Task item -> Each line of the listing below must be returned exactly.

# # # #

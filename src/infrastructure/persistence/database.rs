use anyhow::{Context, Result};
use sqlx::Row;
use sqlx::sqlite::{SqliteConnectOptions, SqlitePool, SqlitePoolOptions};
use std::path::Path;
use std::str::FromStr;
use tracing::info;

/// Opens a SQLite pool with WAL journaling, creating the file and its parent
/// directory when missing. Both the ledger DB and the analysis DB go through
/// here so the journal mode stays consistent.
pub async fn open_pool(db_url: &str) -> Result<SqlitePool> {
    if let Some(path_part) = db_url.strip_prefix("sqlite://") {
        let path = Path::new(path_part);
        if let Some(parent) = path.parent()
            && !parent.as_os_str().is_empty()
            && !parent.exists()
        {
            tokio::fs::create_dir_all(parent)
                .await
                .context("Failed to create database directory")?;
        }
    }

    let options = SqliteConnectOptions::from_str(db_url)?
        .create_if_missing(true)
        .journal_mode(sqlx::sqlite::SqliteJournalMode::Wal)
        .busy_timeout(std::time::Duration::from_secs(10));

    let pool = SqlitePoolOptions::new()
        .max_connections(5)
        .connect_with(options)
        .await
        .with_context(|| format!("Failed to connect to SQLite database {}", db_url))?;

    info!("Connected to database: {}", db_url);
    Ok(pool)
}

/// Checks that every named table exists. Used by the early-fail validator's
/// database check.
pub async fn has_tables(pool: &SqlitePool, tables: &[&str]) -> Result<bool> {
    for table in tables {
        let row = sqlx::query(
            "SELECT COUNT(*) AS n FROM sqlite_master WHERE type = 'table' AND name = ?",
        )
        .bind(table)
        .fetch_one(pool)
        .await
        .with_context(|| format!("Failed to probe for table {}", table))?;
        let n: i64 = row.try_get("n")?;
        if n == 0 {
            return Ok(false);
        }
    }
    Ok(true)
}

#[cfg(test)]
mod tests {
    use super::*;

    #[tokio::test]
    async fn test_open_pool_creates_file_and_wal() {
        let dir = tempfile::tempdir().unwrap();
        let url = format!("sqlite://{}/nested/test.db", dir.path().display());
        let pool = open_pool(&url).await.unwrap();

        sqlx::query("CREATE TABLE t (x INTEGER)")
            .execute(&pool)
            .await
            .unwrap();
        assert!(has_tables(&pool, &["t"]).await.unwrap());
        assert!(!has_tables(&pool, &["missing"]).await.unwrap());
    }
}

# # # #

Task answer ->
filename src/infrastructure/persistence/database.rs
use anyhow::{Context, Result};
use sqlx::Row;
use sqlx::sqlite::{SqliteConnectOptions, SqlitePool, SqlitePoolOptions};
use std::path::Path;
use std::str::FromStr;
use tracing::info;

/// Opens a SQLite pool with WAL journaling, creating the file and its parent
/// directory when missing. Both the ledger DB and the analysis DB go through
/// here so the journal mode stays consistent.
pub async fn open_pool(db_url: &str) -> Result<SqlitePool> {
    if let Some(path_part) = db_url.strip_prefix("sqlite://") {
        let path = Path::new(path_part);
        if let Some(parent) = path.parent()
            && !parent.as_os_str().is_empty()
            && !parent.exists()
        {
            tokio::fs::create_dir_all(parent)
                .await
                .context("Failed to create database directory")?;
        }
    }

    let options = SqliteConnectOptions::from_str(db_url)?
        .create_if_missing(true)
        .journal_mode(sqlx::sqlite::SqliteJournalMode::Wal)
        .busy_timeout(std::time::Duration::from_secs(10));

    let pool = SqlitePoolOptions::new()
        .max_connections(5)
        .connect_with(options)
        .await
        .with_context(|| format!("Failed to connect to SQLite database {}", db_url))?;

    info!("Connected to database: {}", db_url);
    Ok(pool)
}

/// Checks that every named table exists. Used by the early-fail validator's
/// database check.
pub async fn has_tables(pool: &SqlitePool, tables: &[&str]) -> Result<bool> {
    for table in tables {
        let row = sqlx::query(
            "SELECT COUNT(*) AS n FROM sqlite_master WHERE type = 'table' AND name = ?",
        )
        .bind(table)
        .fetch_one(pool)
        .await
        .with_context(|| format!("Failed to probe for table {}", table))?;
        let n: i64 = row.try_get("n")?;
        if n == 0 {
            return Ok(false);
        }
    }
    Ok(true)
}

#[cfg(test)]
mod tests {
    use super::*;

    #[tokio::test]
    async fn test_open_pool_creates_file_and_wal() {
        let dir = tempfile::tempdir().unwrap();
        let url = format!("sqlite://{}/nested/test.db", dir.path().display());
        let pool = open_pool(&url).await.unwrap();

        sqlx::query("CREATE TABLE t (x INTEGER)")
            .execute(&pool)
            .await
            .unwrap();
        assert!(has_tables(&pool, &["t"]).await.unwrap());
        assert!(!has_tables(&pool, &["missing"]).await.unwrap());
    }
}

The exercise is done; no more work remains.